Most people will have had times when they have spent their salary a little before their next pay day – perhaps they over indulged just after you were paid, perhaps they had unexpected payments to make, perhaps there was an emergency.   Whatever the reason there are many ways in which you might borrow money to see you through to your next pay day.    One way of getting extra money on a short term basis is via a pay day loan company.
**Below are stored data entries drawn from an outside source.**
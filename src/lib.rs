//! # traverso
//!
//! Functional utilities over dynamically-typed values: a traversal
//! normalizer, eager transform primitives, and absence-safe monads.
//!
//! ## Overview
//!
//! - **Dynamic values**: [`Value`](value::Value), ordered
//!   [`Traversable`](value::Traversable) collections, dynamic
//!   [`Function`](value::Function)s and capability-based
//!   [`Object`](value::Object)s
//! - **Normalization**: any value becomes a traversable, see
//!   [`convert::to_array`]
//! - **Transform primitives**: map, filter, reduce, flatten, sort, merge,
//!   walk, randomize
//! - **Monads**: `Optional`, `Chain` and `Stream`
//! - **Statistics** and quantifiers over collections
//! - **Function combinators**: curry, sequence, decorate, ...
//!
//! ## Feature Flags
//!
//! - `convert`: normalizer and transform primitives
//! - `meta`: quantifiers and statistics
//! - `monad`: `Monad`, `Identity`, `Optional`, `Chain`, `Stream`
//! - `func`: dynamic function combinators
//! - `serde`: serialization of values and statistics
//! - `fxhash`: faster hashing for traversable key lookup
//! - `full`: Enable all features
//!
//! ## Example
//!
//! ```rust
//! use traverso::prelude::*;
//! use traverso::traversable;
//!
//! let total = Stream::of(traversable![1, 2, 3, 4])
//!     .filter(|value, _| value.as_i64().is_some_and(|n| n % 2 == 0))
//!     .sum();
//! assert_eq!(total.or_else(0), Value::Int(6));
//!
//! let city = Chain::of(traversable!["address" => traversable!["city" => "Oslo"]])
//!     .get_key("address")
//!     .get_key("city")
//!     .result();
//! assert_eq!(city, Optional::of("Oslo"));
//! ```

#![forbid(unsafe_code)]
#![warn(missing_docs)]
#![warn(clippy::all)]
#![warn(clippy::pedantic)]
#![warn(clippy::nursery)]
// Note: Disabling redundant_closure_for_method_calls due to clippy 0.1.92 panic bug
#![allow(clippy::redundant_closure_for_method_calls)]

/// Prelude module for convenient imports.
///
/// Re-exports commonly used types, traits and functions.
///
/// # Usage
///
/// ```rust
/// use traverso::prelude::*;
/// ```
pub mod prelude {
    pub use crate::Error;
    pub use crate::value::*;

    #[cfg(feature = "convert")]
    pub use crate::convert::*;

    #[cfg(feature = "meta")]
    pub use crate::meta::*;

    #[cfg(feature = "monad")]
    pub use crate::monad::*;

    #[cfg(feature = "func")]
    pub use crate::func::*;
}

pub mod error;
pub mod value;

#[cfg(feature = "convert")]
pub mod convert;

#[cfg(feature = "meta")]
pub mod meta;

#[cfg(feature = "monad")]
pub mod monad;

#[cfg(feature = "func")]
pub mod func;

pub use error::Error;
There are many pay day loan companies on the market.  It is important to shop around because different lenders will have different terms.  Also some lenders will be more responsible in their lending practices than others.    A relatively new entrant to the South African market is wonga.co.za.  Wonga has been established in the UK since 2007 and have lent over 7 million loans.   Take a look at their website – you will easily see how pay day loans work.  You put in the amount you need to borrow and the length of time you need before you pay it back (usually your next payday) and you will be told how much you will pay overall for the loan.

 

Pay day loans can be a good way to get finance until your next pay day.   However, it is unwise to use them to get money to pay off an existing debt.  They should not be used for long term borrowing.  Long term borrowing via a pay day loan company is not a good idea because the interest rates chosen by such lenders are set at rates suitable for short term loans.   If you use a short term loan for a long time interest will mount up and you might find it difficult to pay off your debt.   That said there are advantages and reasons why a pay day loan might suit your borrowing needs.

 

Poor credit score: Pay day loan companies are mainly concerned with your employment status so people with difficulties caused by their credit rating may find that they can get a pay day loan when other forms of finance turn them down.    This is an advantage for many borrowers.

 

Quick: If you haven’t got an alternative source (like a credit card) available for borrowing already set up when you need the loan you might not have the time or may not want the hassle of waiting or the paperwork.  Pay day loans are quick with minimal administration – they can sometimes be obtained in about 15 minutes.

 

24 hours a day:   Unlike many lenders with online approval offered by some pay day loan providers you can apply for a pay day loan any time.    You don’t have to have a sleepless night worrying about whether you will get a loan – you can apply as soon as you realise you need financial assistance.

 

Improve your credit rating:  If you use a pay day loan and keep to your side of the bargain (e.g you pay the loan back when it is due) you can actually improve your credit rating.  This is because the lender will report your borrowing and it will be recorded.

 

You certainly should not use a pay day loan more often than you really need to.  If you are using them regularly you may have an issue with debt or could do with some help with your budgeting.   Only use pay day loans when necessary.